----- Supplied information

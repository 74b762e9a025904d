//! Seeded random number generation.

use rand::rngs::StdRng;
use rand::SeedableRng;

/// Creates a reproducible RNG from a 64-bit seed.
pub fn create_rng(seed: u64) -> StdRng {
    StdRng::seed_from_u64(seed)
}

/// Creates an RNG from `seed`, or from OS entropy when `None`.
pub fn rng_from_option(seed: Option<u64>) -> StdRng {
    match seed {
        Some(seed) => create_rng(seed),
        None => create_rng(rand::random()),
    }
}
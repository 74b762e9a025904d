//! Transform chain result.

use crate::error::{OrderError, Result};
use crate::order::TransformApply;
use crate::pairwise::{CostMetrics, RigidTransform2D};
use crate::tour::Tour;

/// Result of a transform chain run.
#[derive(Debug, Clone)]
pub struct TransformChainResult {
    /// The open visiting order.
    pub tour: Tour,

    /// Sum of edge costs along the path.
    pub total_cost: f64,

    /// First item of the chain; its transform is the identity.
    pub seed: usize,

    /// Number of seeds tried.
    pub seeds_evaluated: usize,

    /// Cumulative transform of each item, indexed by item. Entry `i` maps
    /// the seed onto item `i`.
    pub transforms: Vec<RigidTransform2D>,

    pub metrics: CostMetrics,
}

impl TransformChainResult {
    /// Transform taking `item` into the seed's frame, or `None` when `item`
    /// is out of range.
    pub fn to_seed_frame(&self, item: usize) -> Option<RigidTransform2D> {
        self.transforms.get(item).map(RigidTransform2D::inverse)
    }

    /// Resamples every item into the seed's frame, in tour order.
    ///
    /// # Errors
    /// [`OrderError::InvalidArgument`] when `items` does not hold exactly one
    /// entry per tour item.
    pub fn resample_all<A: TransformApply>(
        &self,
        items: &[A::Item],
        applier: &A,
    ) -> Result<Vec<A::Item>> {
        if items.len() != self.transforms.len() {
            return Err(OrderError::InvalidArgument(format!(
                "expected {} items, got {}",
                self.transforms.len(),
                items.len()
            )));
        }
        Ok(self
            .tour
            .order()
            .iter()
            .map(|&i| applier.resample(&items[i], &self.transforms[i].inverse()))
            .collect())
    }
}
//! Pairwise cost computation, eager or on demand.

use super::index::PairwiseIndex;
use super::table::{CostMetrics, CostSource, CostTable};
use super::transform::RigidTransform2D;
use super::types::{AlignmentEngine, CompareMode, Comparison};
use crate::error::{AlignmentFailed, OrderError, Result};
use tracing::{debug, info};

/// What an on-demand source does when the engine fails for a pair.
#[derive(Debug, Clone, Copy, PartialEq, Default)]
#[cfg_attr(feature = "serde", derive(serde::Serialize, serde::Deserialize))]
pub enum FailurePolicy {
    /// Report [`OrderError::PairComparisonFailed`] to the caller.
    #[default]
    Propagate,
    /// Record the pair with this cost (and no transform) and continue.
    Substitute(f64),
}

/// Configuration for [`CostMatrixBuilder`].
///
/// # Examples
///
/// ```
/// use u_stackorder::pairwise::{CompareMode, CostMatrixConfig, FailurePolicy};
///
/// let config = CostMatrixConfig::default()
///     .with_mode(CompareMode::WithTransform)
///     .with_failure_policy(FailurePolicy::Substitute(1.0));
/// assert!(config.validate().is_ok());
/// ```
#[derive(Debug, Clone, PartialEq)]
#[cfg_attr(feature = "serde", derive(serde::Serialize, serde::Deserialize))]
pub struct CostMatrixConfig {
    /// Whether the engine is asked for transforms.
    pub mode: CompareMode,

    /// Dispatch eager comparisons on a worker pool (requires the
    /// `parallel` feature; ignored otherwise).
    pub parallel: bool,

    /// Upper bound on pool threads. `None` uses the rayon default.
    pub max_workers: Option<usize>,

    /// Failure handling for on-demand lookups. Eager builds always abort on
    /// the first failure.
    pub failure_policy: FailurePolicy,
}

impl Default for CostMatrixConfig {
    fn default() -> Self {
        Self {
            mode: CompareMode::CostOnly,
            parallel: false,
            max_workers: None,
            failure_policy: FailurePolicy::Propagate,
        }
    }
}

impl CostMatrixConfig {
    pub fn with_mode(mut self, mode: CompareMode) -> Self {
        self.mode = mode;
        self
    }

    pub fn with_parallel(mut self, parallel: bool) -> Self {
        self.parallel = parallel;
        self
    }

    pub fn with_max_workers(mut self, n: usize) -> Self {
        self.max_workers = Some(n);
        self
    }

    pub fn with_failure_policy(mut self, policy: FailurePolicy) -> Self {
        self.failure_policy = policy;
        self
    }

    /// Validates the configuration.
    pub fn validate(&self) -> Result<()> {
        if self.max_workers == Some(0) {
            return Err(OrderError::InvalidArgument(
                "max_workers must be positive or None".into(),
            ));
        }
        if let FailurePolicy::Substitute(cost) = self.failure_policy {
            if !cost.is_finite() || cost < 0.0 {
                return Err(OrderError::InvalidArgument(format!(
                    "substitute cost must be finite and non-negative, got {cost}"
                )));
            }
        }
        Ok(())
    }
}

/// Runs the alignment engine over item pairs.
pub struct CostMatrixBuilder<'a, E: AlignmentEngine> {
    engine: &'a E,
    config: CostMatrixConfig,
}

impl<'a, E: AlignmentEngine> CostMatrixBuilder<'a, E> {
    pub fn new(engine: &'a E) -> Self {
        Self {
            engine,
            config: CostMatrixConfig::default(),
        }
    }

    pub fn with_config(mut self, config: CostMatrixConfig) -> Self {
        self.config = config;
        self
    }

    pub fn config(&self) -> &CostMatrixConfig {
        &self.config
    }

    /// Compares every unordered pair up front.
    ///
    /// The first failing pair aborts the build; no partial table is returned.
    pub fn build(&self, items: &[E::Item]) -> Result<CostTable> {
        self.config.validate()?;
        let index = PairwiseIndex::new(items.len());
        let entries = if self.config.parallel {
            self.compare_all_parallel(items, index)?
        } else {
            self.compare_all(items, index)?
        };

        info!(
            items = items.len(),
            pairs = entries.len(),
            mode = ?self.config.mode,
            "cost table built"
        );

        let metrics = CostMetrics {
            comparisons: entries.len(),
            ..CostMetrics::default()
        };
        Ok(CostTable::from_entries(items.len(), entries)?.with_metrics(metrics))
    }

    /// Returns a source that compares pairs on first use and caches them.
    pub fn on_demand(&self, items: &'a [E::Item]) -> Result<OnDemandCosts<'a, E>> {
        self.config.validate()?;
        Ok(OnDemandCosts::new(
            self.engine,
            items,
            self.config.mode,
            self.config.failure_policy,
        ))
    }

    fn compare_all(&self, items: &[E::Item], index: PairwiseIndex) -> Result<Vec<Comparison>> {
        index
            .pairs()
            .map(|(lo, hi)| compare_pair(self.engine, items, lo, hi, self.config.mode))
            .collect()
    }

    #[cfg(feature = "parallel")]
    fn compare_all_parallel(
        &self,
        items: &[E::Item],
        index: PairwiseIndex,
    ) -> Result<Vec<Comparison>> {
        use rayon::prelude::*;

        let pool = rayon::ThreadPoolBuilder::new()
            .num_threads(self.config.max_workers.unwrap_or(0))
            .build()
            .map_err(|e| OrderError::WorkerPool(e.to_string()))?;
        let pairs: Vec<(usize, usize)> = index.pairs().collect();
        let engine = self.engine;
        let mode = self.config.mode;

        debug!(
            pairs = pairs.len(),
            workers = pool.current_num_threads(),
            "dispatching comparisons"
        );

        // Each pair lands in its own slot of the collected vector.
        pool.install(|| {
            pairs
                .par_iter()
                .map(|&(lo, hi)| compare_pair(engine, items, lo, hi, mode))
                .collect()
        })
    }

    #[cfg(not(feature = "parallel"))]
    fn compare_all_parallel(
        &self,
        items: &[E::Item],
        index: PairwiseIndex,
    ) -> Result<Vec<Comparison>> {
        debug!("parallel feature disabled, comparing serially");
        self.compare_all(items, index)
    }
}

fn compare_pair<E: AlignmentEngine>(
    engine: &E,
    items: &[E::Item],
    lo: usize,
    hi: usize,
    mode: CompareMode,
) -> Result<Comparison> {
    let comparison = engine
        .compare(&items[lo], &items[hi], mode)
        .map_err(|source| OrderError::PairComparisonFailed {
            i: lo,
            j: hi,
            source,
        })?;
    if !comparison.cost.is_finite() || comparison.cost < 0.0 {
        return Err(OrderError::PairComparisonFailed {
            i: lo,
            j: hi,
            source: AlignmentFailed::new(format!("invalid cost {}", comparison.cost)),
        });
    }
    Ok(comparison)
}

/// Lazily filled cost source over a borrowed item slice.
pub struct OnDemandCosts<'a, E: AlignmentEngine> {
    engine: &'a E,
    items: &'a [E::Item],
    index: PairwiseIndex,
    mode: CompareMode,
    failure_policy: FailurePolicy,
    cache: Vec<Option<Comparison>>,
    metrics: CostMetrics,
}

impl<'a, E: AlignmentEngine> OnDemandCosts<'a, E> {
    fn new(
        engine: &'a E,
        items: &'a [E::Item],
        mode: CompareMode,
        failure_policy: FailurePolicy,
    ) -> Self {
        let index = PairwiseIndex::new(items.len());
        Self {
            engine,
            items,
            index,
            mode,
            failure_policy,
            cache: vec![None; index.len()],
            metrics: CostMetrics::default(),
        }
    }

    pub fn mode(&self) -> CompareMode {
        self.mode
    }

    fn fetch(&mut self, i: usize, j: usize) -> Result<Comparison> {
        let slot = self.index.index(i, j)?;
        if let Some(cached) = self.cache[slot] {
            self.metrics.cache_hits += 1;
            return Ok(cached);
        }

        let (lo, hi) = if i < j { (i, j) } else { (j, i) };
        self.metrics.comparisons += 1;
        let comparison = match compare_pair(self.engine, self.items, lo, hi, self.mode) {
            Ok(c) => c,
            Err(err) => match self.failure_policy {
                FailurePolicy::Propagate => return Err(err),
                FailurePolicy::Substitute(cost) => {
                    debug!(i = lo, j = hi, cost, error = %err, "substituting failed comparison");
                    self.metrics.substituted += 1;
                    Comparison::cost_only(cost)
                }
            },
        };
        self.cache[slot] = Some(comparison);
        Ok(comparison)
    }
}

impl<E: AlignmentEngine> CostSource for OnDemandCosts<'_, E> {
    fn len(&self) -> usize {
        self.items.len()
    }

    fn cost(&mut self, i: usize, j: usize) -> Result<f64> {
        self.fetch(i, j).map(|c| c.cost)
    }

    fn transform(&mut self, from: usize, to: usize) -> Result<RigidTransform2D> {
        let stored = self
            .fetch(from, to)?
            .transform
            .ok_or(OrderError::MissingTransform { i: from, j: to })?;
        Ok(if from < to { stored } else { stored.inverse() })
    }

    fn metrics(&self) -> CostMetrics {
        self.metrics
    }
}
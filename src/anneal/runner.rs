//! Annealing execution loop.
//!
//! # Algorithm
//!
//! 1. Start from the identity (or supplied) closed tour at `T = T_start`.
//! 2. At each temperature level, run up to `max_steps` trials:
//!    a. Draw a segment `start < end` leaving at least three positions
//!       outside it.
//!    b. Propose a reversal (probability `reverse_probability`) or a
//!       transposition of the segment behind a random outside position.
//!    c. Accept if the boundary-edge cost change is negative, otherwise with
//!       probability `exp(-Δ/T)`.
//!    d. End the level early once `max_accepted` moves were accepted.
//! 3. Multiply `T` by `cooling_factor`. Stop when a level accepted nothing
//!    (converged) or after `max_temperature_steps` levels (exhausted).
//!
//! # Reference
//!
//! Kirkpatrick, Gelatt & Vecchi (1983), "Optimization by Simulated Annealing"

use super::config::AnnealConfig;
use super::types::{AnnealPhase, AnnealResult, TourMove};
use crate::error::{OrderError, Result};
use crate::pairwise::CostTable;
use crate::random::rng_from_option;
use crate::tour::{validate_permutation, Tour, TourKind};
use rand::Rng;
use tracing::{debug, info};

/// Fewest items for which a segment with three outside positions exists.
pub const MIN_ITEMS: usize = 5;

/// Mutable search state of one run.
#[derive(Debug, Clone)]
struct AnnealingState {
    tour: Vec<usize>,
    cost: f64,
    temperature: f64,
    accepted: usize,
    phase: AnnealPhase,
}

/// Closed-tour simulated annealing over a complete cost table.
#[derive(Debug, Clone, Default)]
pub struct AnnealingTourSolver {
    config: AnnealConfig,
}

impl AnnealingTourSolver {
    pub fn new(config: AnnealConfig) -> Self {
        Self { config }
    }

    pub fn config(&self) -> &AnnealConfig {
        &self.config
    }

    /// Runs the solver.
    ///
    /// # Errors
    /// [`OrderError::InsufficientItems`] for fewer than [`MIN_ITEMS`] items,
    /// [`OrderError::InvalidArgument`] for an invalid configuration or
    /// starting tour.
    pub fn solve(&self, costs: &CostTable) -> Result<AnnealResult> {
        let config = &self.config;
        config.validate()?;

        let n = costs.items();
        if n < MIN_ITEMS {
            return Err(OrderError::InsufficientItems {
                required: MIN_ITEMS,
                found: n,
            });
        }

        let tour = match &config.initial_tour {
            Some(t) => {
                validate_permutation(t, n)?;
                t.clone()
            }
            None => (0..n).collect(),
        };
        let initial_cost = cycle_cost(&tour, costs);
        let mut state = AnnealingState {
            tour,
            cost: initial_cost,
            temperature: config.initial_temperature,
            accepted: 0,
            phase: AnnealPhase::Initializing,
        };

        let mut rng = rng_from_option(config.seed);
        let max_steps = config.max_steps_for(n);
        let max_accepted = config.max_accepted_for(n);

        let mut best_tour = state.tour.clone();
        let mut best_cost = state.cost;
        let mut scratch = Vec::with_capacity(n);
        let mut attempted_moves = 0usize;
        let mut accepted_moves = 0usize;
        let mut improving_moves = 0usize;
        let mut cost_history = Vec::with_capacity(config.max_temperature_steps);
        let mut levels = 0usize;

        state.phase = AnnealPhase::Cooling;
        while state.phase == AnnealPhase::Cooling {
            state.accepted = 0;

            for _ in 0..max_steps {
                let mv = self.propose(n, &mut rng);
                let delta = mv.delta(&state.tour, costs);
                attempted_moves += 1;

                // Metropolis
                if delta < 0.0 || (-delta / state.temperature).exp() > rng.random::<f64>() {
                    mv.apply(&mut state.tour, &mut scratch);
                    state.cost += delta;
                    state.accepted += 1;
                    if delta < 0.0 {
                        improving_moves += 1;
                    }
                    if config.keep_best && state.cost < best_cost {
                        best_cost = state.cost;
                        best_tour.copy_from_slice(&state.tour);
                    }
                }

                if state.accepted >= max_accepted {
                    break;
                }
            }

            levels += 1;
            accepted_moves += state.accepted;
            cost_history.push(state.cost);
            debug!(
                temperature = state.temperature,
                cost = state.cost,
                accepted = state.accepted,
                "temperature level"
            );

            state.temperature *= config.cooling_factor;
            if state.accepted == 0 {
                state.phase = AnnealPhase::Converged;
            } else if levels >= config.max_temperature_steps {
                state.phase = AnnealPhase::Exhausted;
            }
        }

        let order = if config.keep_best && best_cost < cycle_cost(&state.tour, costs) {
            best_tour
        } else {
            state.tour
        };
        let total_cost = cycle_cost(&order, costs);

        info!(
            items = n,
            phase = ?state.phase,
            levels,
            initial_cost,
            total_cost,
            accepted_moves,
            "annealing finished"
        );

        Ok(AnnealResult {
            tour: Tour::from_validated(order, TourKind::Closed),
            total_cost,
            initial_cost,
            phase: state.phase,
            temperature_steps: levels,
            final_temperature: state.temperature,
            attempted_moves,
            accepted_moves,
            improving_moves,
            cost_history,
        })
    }

    /// Draws a random move on a tour of `n >= MIN_ITEMS` positions.
    fn propose<R: Rng>(&self, n: usize, rng: &mut R) -> TourMove {
        let (start, end, outside) = loop {
            let mut a = rng.random_range(0..n);
            let mut b = rng.random_range(0..n - 1);
            if b >= a {
                b += 1;
            }
            if b < a {
                std::mem::swap(&mut a, &mut b);
            }
            let outside = n - (b - a + 1);
            if outside >= 3 {
                break (a, b, outside);
            }
        };

        if rng.random::<f64>() < self.config.reverse_probability {
            TourMove::Reverse { start, end }
        } else {
            let after = (end + 1 + rng.random_range(0..outside - 1)) % n;
            TourMove::Transpose { start, end, after }
        }
    }
}

/// Closed-tour cost of a validated order.
fn cycle_cost(order: &[usize], costs: &CostTable) -> f64 {
    let n = order.len();
    (0..n).map(|p| costs.edge(order[p], order[(p + 1) % n])).sum()
}
//! Error taxonomy for ordering runs.

use thiserror::Error;

/// Failure reported by an alignment engine for a single comparison.
#[derive(Debug, Clone, Error)]
#[error("alignment failed: {reason}")]
pub struct AlignmentFailed {
    pub reason: String,
}

impl AlignmentFailed {
    pub fn new(reason: impl Into<String>) -> Self {
        Self {
            reason: reason.into(),
        }
    }
}

/// Top-level error type for the ordering subsystem.
#[derive(Debug, Error)]
pub enum OrderError {
    /// Malformed indices, sizes or configuration values.
    #[error("invalid argument: {0}")]
    InvalidArgument(String),

    #[error("no items to order")]
    EmptyInput,

    #[error("at least {required} items are required, found {found}")]
    InsufficientItems { required: usize, found: usize },

    #[error("comparison of items {i} and {j} failed")]
    PairComparisonFailed {
        i: usize,
        j: usize,
        #[source]
        source: AlignmentFailed,
    },

    #[error("no transform available from item {i} to item {j}")]
    MissingTransform { i: usize, j: usize },

    #[error("worker pool error: {0}")]
    WorkerPool(String),

    #[error("item store failure: {0}")]
    Store(String),
}

/// Convenience type alias for results using [`OrderError`].
pub type Result<T> = std::result::Result<T, OrderError>;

----------

What to produce
Write out, word for word, the line containing "transform available from" and all the lines after it in the entries above, and nothing more.

Finished task
    #[error("no transform available from item {i} to item {j}")]
    MissingTransform { i: usize, j: usize },

    #[error("worker pool error: {0}")]
    WorkerPool(String),

    #[error("item store failure: {0}")]
    Store(String),
}

/// Convenience type alias for results using [`OrderError`].
pub type Result<T> = std::result::Result<T, OrderError>;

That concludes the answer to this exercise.